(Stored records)

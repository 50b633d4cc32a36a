//! Architecture-specific spin instructions and the RDRAND capability probe.

// ---------------------------------------------------------------------------
// x86 / x86_64
// ---------------------------------------------------------------------------

#[cfg(target_arch = "x86_64")]
mod x86 {
    use core::arch::asm;
    use core::sync::atomic::{AtomicU8, Ordering};

    // 0 = unchecked, 1 = absent, 2 = present
    static RDRAND_SUPPORT: AtomicU8 = AtomicU8::new(0);

    /// Checks CPUID leaf 1, ECX bit 30 for RDRAND support.
    pub fn has_rdrand() -> bool {
        let cached = RDRAND_SUPPORT.load(Ordering::Relaxed);
        if cached != 0 {
            return cached == 2;
        }

        // SAFETY: CPUID is always available on x86_64.
        #[allow(unused_unsafe)]
        let ecx = unsafe { core::arch::x86_64::__cpuid(1) }.ecx;

        let present = (ecx >> 30) & 1 == 1;
        RDRAND_SUPPORT.store(if present { 2 } else { 1 }, Ordering::Relaxed);
        present
    }

    /// Executes RDRAND until the carry flag reports success. The value is
    /// discarded; only the time spent matters.
    ///
    /// # Safety
    /// The caller must have checked [`has_rdrand`].
    pub unsafe fn rdrand_until_ready() {
        loop {
            let success: u8;
            asm!(
                "rdrand {val}",
                "setc {ok}",
                val = out(reg) _,
                ok = out(reg_byte) success,
                options(nomem, nostack),
            );
            if success != 0 {
                return;
            }
        }
    }
}

/// True when the CPU exposes a hardware random instruction. Cached after the
/// first call.
pub fn has_hw_random() -> bool {
    #[cfg(target_arch = "x86_64")]
    {
        x86::has_rdrand()
    }

    #[cfg(not(target_arch = "x86_64"))]
    {
        false
    }
}

/// Run the hardware random instruction once, retrying until it succeeds.
/// Falls back to [`nops`] when the instruction is missing.
pub fn hw_random_delay() {
    #[cfg(target_arch = "x86_64")]
    {
        if x86::has_rdrand() {
            // SAFETY: capability checked just above.
            unsafe { x86::rdrand_until_ready() };
            return;
        }
    }
    nops();
}

/// Nine back-to-back `nop` instructions.
#[inline(never)]
pub fn nops() {
    #[cfg(any(
        target_arch = "x86",
        target_arch = "x86_64",
        target_arch = "arm",
        target_arch = "aarch64",
        target_arch = "riscv64",
        target_arch = "loongarch64"
    ))]
    unsafe {
        core::arch::asm!(
            "nop", "nop", "nop", "nop", "nop", "nop", "nop", "nop", "nop",
            options(nomem, nostack, preserves_flags),
        );
    }

    #[cfg(not(any(
        target_arch = "x86",
        target_arch = "x86_64",
        target_arch = "arm",
        target_arch = "aarch64",
        target_arch = "riscv64",
        target_arch = "loongarch64"
    )))]
    core::sync::atomic::compiler_fence(core::sync::atomic::Ordering::SeqCst);
}

/// x86 `pause`: tells the core this is a spin-wait loop.
#[cfg(any(target_arch = "x86", target_arch = "x86_64"))]
#[inline(never)]
pub fn pause() {
    unsafe {
        core::arch::asm!("pause", options(nomem, nostack, preserves_flags));
    }
}

/// Arm `yield`: hints that the hardware thread slot can be given away.
#[cfg(any(target_arch = "arm", target_arch = "aarch64"))]
#[inline(never)]
pub fn yield_hint() {
    unsafe {
        core::arch::asm!("yield", options(nomem, nostack, preserves_flags));
    }
}

pub const fn has_pause() -> bool {
    cfg!(any(target_arch = "x86", target_arch = "x86_64"))
}

pub const fn has_yield_hint() -> bool {
    cfg!(any(target_arch = "arm", target_arch = "aarch64"))
}
use std::io::{self, Write};

use crate::config::SyncloadConfig;
use crate::error::Error;
use crate::spin::{Capabilities, Registry};

fn yes_no(v: bool) -> &'static str {
    if v {
        "yes"
    } else {
        "no"
    }
}

fn write_report<W: Write>(
    out: &mut W,
    caps: Capabilities,
    registry: &Registry,
    cfg: &SyncloadConfig,
) -> io::Result<()> {
    writeln!(out, "syncload probe")?;
    writeln!(out)?;
    writeln!(out, "Capabilities:")?;
    writeln!(out, "  spin-wait hint (pause):     {}", yes_no(caps.pause))?;
    writeln!(out, "  cooperative yield hint:     {}", yes_no(caps.yield_hint))?;
    writeln!(out, "  hardware random (rdrand):   {}", yes_no(caps.hw_random))?;
    if caps.hw_random_arch && !caps.hw_random {
        writeln!(out, "    rdrand busy op falls back to nop")?;
    }
    writeln!(out)?;
    writeln!(out, "Busy operations (round-robin order):")?;
    for (i, op) in registry.ops().iter().enumerate() {
        writeln!(out, "  {:>2}. {:<12} {}", i, op.name(), op.description())?;
    }
    writeln!(out)?;
    writeln!(out, "Settings:")?;
    writeln!(out, "  workers:     {}", cfg.workers)?;
    writeln!(out, "  busy:        {} ms", cfg.msbusy)?;
    writeln!(out, "  sleep:       {} ms", cfg.mssleep)?;
    if cfg.ops == 0 {
        writeln!(out, "  ops:         unlimited")?;
    } else {
        writeln!(out, "  ops:         {} per worker", cfg.ops)?;
    }
    match cfg.timeout.as_deref() {
        Some(t) => writeln!(out, "  timeout:     {}", t)?,
        None => writeln!(out, "  timeout:     none")?,
    }
    writeln!(out, "  clock guard: {}", cfg.clock_guard.name())?;
    Ok(())
}

pub fn run(cfg: &SyncloadConfig) -> Result<(), Error> {
    let caps = Capabilities::detect();
    let registry = Registry::new(caps);
    log::debug!("probed {} busy ops", registry.len());

    let stdout = io::stdout();
    let mut out = stdout.lock();
    write_report(&mut out, caps, &registry, cfg)?;
    Ok(())
}

#[cfg(test)]
mod tests {
    use super::*;

    #[test]
    fn test_report_lists_every_op() {
        let caps = Capabilities {
            pause: true,
            yield_hint: false,
            hw_random_arch: true,
            hw_random: false,
        };
        let registry = Registry::new(caps);
        let cfg = SyncloadConfig {
            workers: 2,
            ops: 10,
            ..Default::default()
        };
        let mut buf = Vec::new();
        write_report(&mut buf, caps, &registry, &cfg).unwrap();
        let text = String::from_utf8(buf).unwrap();

        for op in registry.ops() {
            assert!(text.contains(op.name()), "missing {}", op.name());
        }
        assert!(text.contains("falls back to nop"));
        assert!(text.contains("10 per worker"));
        assert!(text.contains("clock guard: atomic"));
    }
}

**What you will do**
Extract the entries above verbatim.

**Task output**
repository 50b633d4cc32a36a
//! Architecture-specific spin instructions and the RDRAND capability probe.

// ---------------------------------------------------------------------------
// x86 / x86_64
// ---------------------------------------------------------------------------

#[cfg(target_arch = "x86_64")]
mod x86 {
    use core::arch::asm;
    use core::sync::atomic::{AtomicU8, Ordering};

    // 0 = unchecked, 1 = absent, 2 = present
    static RDRAND_SUPPORT: AtomicU8 = AtomicU8::new(0);

    /// Checks CPUID leaf 1, ECX bit 30 for RDRAND support.
    pub fn has_rdrand() -> bool {
        let cached = RDRAND_SUPPORT.load(Ordering::Relaxed);
        if cached != 0 {
            return cached == 2;
        }

        // SAFETY: CPUID is always available on x86_64.
        #[allow(unused_unsafe)]
        let ecx = unsafe { core::arch::x86_64::__cpuid(1) }.ecx;

        let present = (ecx >> 30) & 1 == 1;
        RDRAND_SUPPORT.store(if present { 2 } else { 1 }, Ordering::Relaxed);
        present
    }

    /// Executes RDRAND until the carry flag reports success. The value is
    /// discarded; only the time spent matters.
    ///
    /// # Safety
    /// The caller must have checked [`has_rdrand`].
    pub unsafe fn rdrand_until_ready() {
        loop {
            let success: u8;
            asm!(
                "rdrand {val}",
                "setc {ok}",
                val = out(reg) _,
                ok = out(reg_byte) success,
                options(nomem, nostack),
            );
            if success != 0 {
                return;
            }
        }
    }
}

/// True when the CPU exposes a hardware random instruction. Cached after the
/// first call.
pub fn has_hw_random() -> bool {
    #[cfg(target_arch = "x86_64")]
    {
        x86::has_rdrand()
    }

    #[cfg(not(target_arch = "x86_64"))]
    {
        false
    }
}

/// Run the hardware random instruction once, retrying until it succeeds.
/// Falls back to [`nops`] when the instruction is missing.
pub fn hw_random_delay() {
    #[cfg(target_arch = "x86_64")]
    {
        if x86::has_rdrand() {
            // SAFETY: capability checked just above.
            unsafe { x86::rdrand_until_ready() };
            return;
        }
    }
    nops();
}

/// Nine back-to-back `nop` instructions.
#[inline(never)]
pub fn nops() {
    #[cfg(any(
        target_arch = "x86",
        target_arch = "x86_64",
        target_arch = "arm",
        target_arch = "aarch64",
        target_arch = "riscv64",
        target_arch = "loongarch64"
    ))]
    unsafe {
        core::arch::asm!(
            "nop", "nop", "nop", "nop", "nop", "nop", "nop", "nop", "nop",
            options(nomem, nostack, preserves_flags),
        );
    }

    #[cfg(not(any(
        target_arch = "x86",
        target_arch = "x86_64",
        target_arch = "arm",
        target_arch = "aarch64",
        target_arch = "riscv64",
        target_arch = "loongarch64"
    )))]
    core::sync::atomic::compiler_fence(core::sync::atomic::Ordering::SeqCst);
}

/// x86 `pause`: tells the core this is a spin-wait loop.
#[cfg(any(target_arch = "x86", target_arch = "x86_64"))]
#[inline(never)]
pub fn pause() {
    unsafe {
        core::arch::asm!("pause", options(nomem, nostack, preserves_flags));
    }
}

/// Arm `yield`: hints that the hardware thread slot can be given away.
#[cfg(any(target_arch = "arm", target_arch = "aarch64"))]
#[inline(never)]
pub fn yield_hint() {
    unsafe {
        core::arch::asm!("yield", options(nomem, nostack, preserves_flags));
    }
}

pub const fn has_pause() -> bool {
    cfg!(any(target_arch = "x86", target_arch = "x86_64"))
}

pub const fn has_yield_hint() -> bool {
    cfg!(any(target_arch = "arm", target_arch = "aarch64"))
}
use std::io::{self, Write};

use crate::config::SyncloadConfig;
use crate::error::Error;
use crate::spin::{Capabilities, Registry};

fn yes_no(v: bool) -> &'static str {
    if v {
        "yes"
    } else {
        "no"
    }
}

fn write_report<W: Write>(
    out: &mut W,
    caps: Capabilities,
    registry: &Registry,
    cfg: &SyncloadConfig,
) -> io::Result<()> {
    writeln!(out, "syncload probe")?;
    writeln!(out)?;
    writeln!(out, "Capabilities:")?;
    writeln!(out, "  spin-wait hint (pause):     {}", yes_no(caps.pause))?;
    writeln!(out, "  cooperative yield hint:     {}", yes_no(caps.yield_hint))?;
    writeln!(out, "  hardware random (rdrand):   {}", yes_no(caps.hw_random))?;
    if caps.hw_random_arch && !caps.hw_random {
        writeln!(out, "    rdrand busy op falls back to nop")?;
    }
    writeln!(out)?;
    writeln!(out, "Busy operations (round-robin order):")?;
    for (i, op) in registry.ops().iter().enumerate() {
        writeln!(out, "  {:>2}. {:<12} {}", i, op.name(), op.description())?;
    }
    writeln!(out)?;
    writeln!(out, "Settings:")?;
    writeln!(out, "  workers:     {}", cfg.workers)?;
    writeln!(out, "  busy:        {} ms", cfg.msbusy)?;
    writeln!(out, "  sleep:       {} ms", cfg.mssleep)?;
    if cfg.ops == 0 {
        writeln!(out, "  ops:         unlimited")?;
    } else {
        writeln!(out, "  ops:         {} per worker", cfg.ops)?;
    }
    match cfg.timeout.as_deref() {
        Some(t) => writeln!(out, "  timeout:     {}", t)?,
        None => writeln!(out, "  timeout:     none")?,
    }
    writeln!(out, "  clock guard: {}", cfg.clock_guard.name())?;
    Ok(())
}

pub fn run(cfg: &SyncloadConfig) -> Result<(), Error> {
    let caps = Capabilities::detect();
    let registry = Registry::new(caps);
    log::debug!("probed {} busy ops", registry.len());

    let stdout = io::stdout();
    let mut out = stdout.lock();
    write_report(&mut out, caps, &registry, cfg)?;
    Ok(())
}

#[cfg(test)]
mod tests {
    use super::*;

    #[test]
    fn test_report_lists_every_op() {
        let caps = Capabilities {
            pause: true,
            yield_hint: false,
            hw_random_arch: true,
            hw_random: false,
        };
        let registry = Registry::new(caps);
        let cfg = SyncloadConfig {
            workers: 2,
            ops: 10,
            ..Default::default()
        };
        let mut buf = Vec::new();
        write_report(&mut buf, caps, &registry, &cfg).unwrap();
        let text = String::from_utf8(buf).unwrap();

        for op in registry.ops() {
            assert!(text.contains(op.name()), "missing {}", op.name());
        }
        assert!(text.contains("falls back to nop"));
        assert!(text.contains("10 per worker"));
        assert!(text.contains("clock guard: atomic"));
    }
}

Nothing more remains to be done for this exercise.